[TASK DESCRIPTION] An exact copy of all the entries is what is needed here.

Records excerpted from a collection:

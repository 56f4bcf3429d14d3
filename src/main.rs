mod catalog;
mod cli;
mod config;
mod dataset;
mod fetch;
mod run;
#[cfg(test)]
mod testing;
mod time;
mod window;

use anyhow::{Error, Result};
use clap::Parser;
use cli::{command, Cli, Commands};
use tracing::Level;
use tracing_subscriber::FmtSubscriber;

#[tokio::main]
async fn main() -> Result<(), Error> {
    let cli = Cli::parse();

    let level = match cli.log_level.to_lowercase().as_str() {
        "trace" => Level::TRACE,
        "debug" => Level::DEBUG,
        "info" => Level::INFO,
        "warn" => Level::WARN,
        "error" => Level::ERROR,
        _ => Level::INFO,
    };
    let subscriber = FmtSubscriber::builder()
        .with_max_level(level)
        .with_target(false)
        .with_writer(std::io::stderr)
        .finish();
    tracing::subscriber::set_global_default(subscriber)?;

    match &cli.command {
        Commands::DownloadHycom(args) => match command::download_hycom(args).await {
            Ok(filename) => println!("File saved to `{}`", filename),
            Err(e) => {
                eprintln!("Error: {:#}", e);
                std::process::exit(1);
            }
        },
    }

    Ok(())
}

[RESULT BELOW]
repository 56f4bcf3429d14d3
filename src/main.rs
mod catalog;
mod cli;
mod config;
mod dataset;
mod fetch;
mod run;
#[cfg(test)]
mod testing;
mod time;
mod window;

use anyhow::{Error, Result};
use clap::Parser;
use cli::{command, Cli, Commands};
use tracing::Level;
use tracing_subscriber::FmtSubscriber;

#[tokio::main]
async fn main() -> Result<(), Error> {
    let cli = Cli::parse();

    let level = match cli.log_level.to_lowercase().as_str() {
        "trace" => Level::TRACE,
        "debug" => Level::DEBUG,
        "info" => Level::INFO,
        "warn" => Level::WARN,
        "error" => Level::ERROR,
        _ => Level::INFO,
    };
    let subscriber = FmtSubscriber::builder()
        .with_max_level(level)
        .with_target(false)
        .with_writer(std::io::stderr)
        .finish();
    tracing::subscriber::set_global_default(subscriber)?;

    match &cli.command {
        Commands::DownloadHycom(args) => match command::download_hycom(args).await {
            Ok(filename) => println!("File saved to `{}`", filename),
            Err(e) => {
                eprintln!("Error: {:#}", e);
                std::process::exit(1);
            }
        },
    }

    Ok(())
}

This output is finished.